RECORDS FOR PROCESSING:
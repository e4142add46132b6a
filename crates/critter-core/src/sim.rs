//! The pet simulation orchestrator.
//!
//! Owns the pet's state, configuration, RNG, and event log, and exposes the
//! whole behavioral surface: offline reconciliation, the live one-second
//! tick, care actions, mini-game outcome application, and lawn cleaning.
//! Every operation is total; invalid actions (feeding a sleeping pet) are
//! silent no-ops rather than errors.

use rand::Rng;
use rand::SeedableRng;
use rand::rngs::StdRng;

use crate::clock;
use crate::config::PetConfig;
use crate::event::{EventLog, PetEvent, PetEventKind};
use crate::meal::{Meal, MealTable};
use crate::mood::Mood;
use crate::state::{PetIdentity, PetState};

/// Hunger level above which the pet is considered critically hungry.
const HUNGER_CRITICAL: f64 = 70.0;

/// Happiness level below which the pet is considered critically unhappy.
const HAPPINESS_CRITICAL: f64 = 40.0;

/// The top-level simulation: one pet, advanced against wall-clock time.
pub struct PetSimulation {
    identity: PetIdentity,
    state: PetState,
    config: PetConfig,
    meals: MealTable,
    rng: StdRng,
    events: EventLog,
    tick_count: u64,
    awake_ticks: u32,
}

impl std::fmt::Debug for PetSimulation {
    fn fmt(&self, f: &mut std::fmt::Formatter<'_>) -> std::fmt::Result {
        f.debug_struct("PetSimulation")
            .field("name", &self.identity.name)
            .field("tick", &self.tick_count)
            .field("hunger", &self.state.hunger)
            .field("happiness", &self.state.happiness)
            .finish()
    }
}

impl PetSimulation {
    /// Adopt a brand-new pet at `now`.
    pub fn adopt(identity: PetIdentity, config: PetConfig, now: i64) -> Self {
        let state = PetState::newborn(now);
        Self::from_parts(identity, state, config)
    }

    /// Resume a persisted pet, applying offline reconciliation against `now`.
    pub fn resume(
        identity: PetIdentity,
        persisted: Option<PetState>,
        config: PetConfig,
        now: i64,
    ) -> Self {
        let state = Self::reconcile_on_load(persisted, &config, now);
        Self::from_parts(identity, state, config)
    }

    fn from_parts(identity: PetIdentity, state: PetState, config: PetConfig) -> Self {
        let rng = StdRng::seed_from_u64(config.seed);
        let events = EventLog::new(config.max_events);
        Self {
            identity,
            state,
            config,
            meals: MealTable::default(),
            rng,
            events,
            tick_count: 0,
            awake_ticks: 0,
        }
    }

    /// Catch up a possibly-absent persisted state with coarse offline decay.
    ///
    /// Absent (or previously discarded as corrupt) state yields a newborn.
    /// Otherwise hunger rises one point per `offline_hunger_minutes` whole
    /// minutes elapsed and happiness falls one point per
    /// `offline_happiness_minutes`, both clamped. `last_update` is refreshed
    /// to `now`, which makes an immediate second call a no-op: the elapsed
    /// time recomputes as zero.
    pub fn reconcile_on_load(persisted: Option<PetState>, config: &PetConfig, now: i64) -> PetState {
        let mut state = match persisted {
            Some(s) => s,
            None => return PetState::newborn(now),
        };

        let minutes = clock::elapsed_minutes(state.last_update, now);
        state.add_hunger((minutes / config.offline_hunger_minutes) as f64);
        state.add_happiness(-((minutes / config.offline_happiness_minutes) as f64));
        state.asleep = clock::is_sleep_hour(clock::local_hour(now));
        state.advance_age(now);
        state.last_update = now;
        state
    }

    /// Advance the simulation by one live second.
    ///
    /// Order matters: the sleep flag is recomputed first so decay and the
    /// dropping scheduler see the current window; age and `last_update` are
    /// settled afterwards.
    pub fn tick(&mut self, now: i64) {
        self.tick_count += 1;

        let asleep = clock::is_sleep_hour(clock::local_hour(now));
        if asleep != self.state.asleep {
            self.state.asleep = asleep;
            if asleep {
                self.emit(PetEventKind::FellAsleep, format!("{} fell asleep", self.identity.name));
            } else {
                self.emit(PetEventKind::WokeUp, format!("{} woke up", self.identity.name));
            }
        }

        if !asleep {
            let prev_hunger = self.state.hunger;
            let prev_happiness = self.state.happiness;
            self.state.add_hunger(self.config.hunger_per_tick);
            self.state.add_happiness(-self.config.happiness_per_tick);

            if prev_hunger <= HUNGER_CRITICAL && self.state.hunger > HUNGER_CRITICAL {
                self.emit(
                    PetEventKind::HungerCritical,
                    format!("{} is getting very hungry", self.identity.name),
                );
            }
            if prev_happiness >= HAPPINESS_CRITICAL && self.state.happiness < HAPPINESS_CRITICAL {
                self.emit(
                    PetEventKind::HappinessCritical,
                    format!("{} needs attention", self.identity.name),
                );
            }

            self.roll_dropping();
        }

        let prev_age = self.state.age_days;
        self.state.advance_age(now);
        if self.state.age_days > prev_age {
            let age = self.state.age_days;
            self.emit(
                PetEventKind::Birthday { age_days: age },
                format!("{} is now {age} days old", self.identity.name),
            );
        }

        self.state.last_update = now;
    }

    /// Every `dropping_interval_ticks` awake ticks, roll for a new dropping.
    fn roll_dropping(&mut self) {
        self.awake_ticks += 1;
        if self.awake_ticks < self.config.dropping_interval_ticks {
            return;
        }
        self.awake_ticks = 0;
        if self.rng.random_range(0..self.config.dropping_one_in.max(1)) == 0 {
            self.state.droppings += 1;
            self.emit(
                PetEventKind::DroppingSpawned,
                format!("{} left a mess on the lawn", self.identity.name),
            );
        }
    }

    /// Feed the pet. Returns the sampled meal, or `None` when the action was
    /// rejected (asleep, or hunger already at the satiety floor).
    pub fn feed(&mut self) -> Option<Meal> {
        if self.state.asleep || self.state.hunger <= self.config.satiety_floor {
            return None;
        }
        let meal = self.meals.sample(&mut self.rng);
        self.state.add_hunger(-meal.hunger_delta());
        self.state.add_happiness(self.config.feed_happiness);
        self.emit(
            PetEventKind::Fed { meal },
            format!("{} enjoyed a {meal}", self.identity.name),
        );
        Some(meal)
    }

    /// Play with the pet. Returns `false` when the pet is asleep.
    ///
    /// The direct bonus is small; the real happiness payoff comes from a
    /// mini-game session reported through [`Self::apply_minigame_outcome`].
    pub fn play(&mut self) -> bool {
        if self.state.asleep {
            return false;
        }
        self.state.add_happiness(self.config.play_bonus);
        self.state.add_hunger(self.config.play_hunger_cost);
        self.emit(
            PetEventKind::Played,
            format!("{} played with you", self.identity.name),
        );
        true
    }

    /// Apply a finished mini-game session to the pet's stats.
    ///
    /// A naturally ended session grants `min(cap, score * 2)` to both bars
    /// (toward full); a manually stopped one grants nothing. Returns the
    /// bonus that was applied.
    pub fn apply_minigame_outcome(&mut self, final_score: u32, stopped: bool) -> f64 {
        let bonus = if stopped {
            0.0
        } else {
            (f64::from(final_score) * 2.0).min(self.config.minigame_cap)
        };
        if bonus > 0.0 {
            self.state.add_hunger(bonus);
            self.state.add_happiness(bonus);
        }
        self.emit(
            PetEventKind::MiniGameEnded {
                score: final_score,
                bonus,
                stopped,
            },
            if stopped {
                format!("game stopped early, no reward for {}", self.identity.name)
            } else {
                format!("{} scored {final_score}, +{bonus:.0} cheer", self.identity.name)
            },
        );
        bonus
    }

    /// Clean every dropping from the lawn, granting the cleanup bonus per
    /// dropping. Returns how many were removed; zero is a no-op.
    pub fn clean_lawn(&mut self) -> u32 {
        let count = self.state.droppings;
        if count == 0 {
            return 0;
        }
        self.state.droppings = 0;
        for _ in 0..count {
            self.state.add_happiness(self.config.clean_bonus);
        }
        self.emit(
            PetEventKind::LawnCleaned { count },
            format!("cleaned up after {}", self.identity.name),
        );
        count
    }

    fn emit(&mut self, kind: PetEventKind, description: String) {
        self.events
            .push(PetEvent::new(self.tick_count, kind, description));
    }

    /// The pet's identity.
    pub fn identity(&self) -> &PetIdentity {
        &self.identity
    }

    /// The current state.
    pub fn state(&self) -> &PetState {
        &self.state
    }

    /// The active configuration.
    pub fn config(&self) -> &PetConfig {
        &self.config
    }

    /// The event log for this session.
    pub fn events(&self) -> &EventLog {
        &self.events
    }

    /// Current displayed mood.
    pub fn mood(&self) -> Mood {
        Mood::classify(&self.state)
    }

    /// Number of live ticks this session.
    pub fn current_tick(&self) -> u64 {
        self.tick_count
    }

    /// Extract identity and state for persistence, consuming the simulation.
    pub fn into_parts(self) -> (PetIdentity, PetState) {
        (self.identity, self.state)
    }
}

PROBLEM DESCRIPTION:
Copy each line of the preceding data that contains the string "stopped".

RESULT OF THIS EXERCISE:
    /// (toward full); a manually stopped one grants nothing. Returns the
    pub fn apply_minigame_outcome(&mut self, final_score: u32, stopped: bool) -> f64 {
        let bonus = if stopped {
                stopped,
            if stopped {
                format!("game stopped early, no reward for {}", self.identity.name)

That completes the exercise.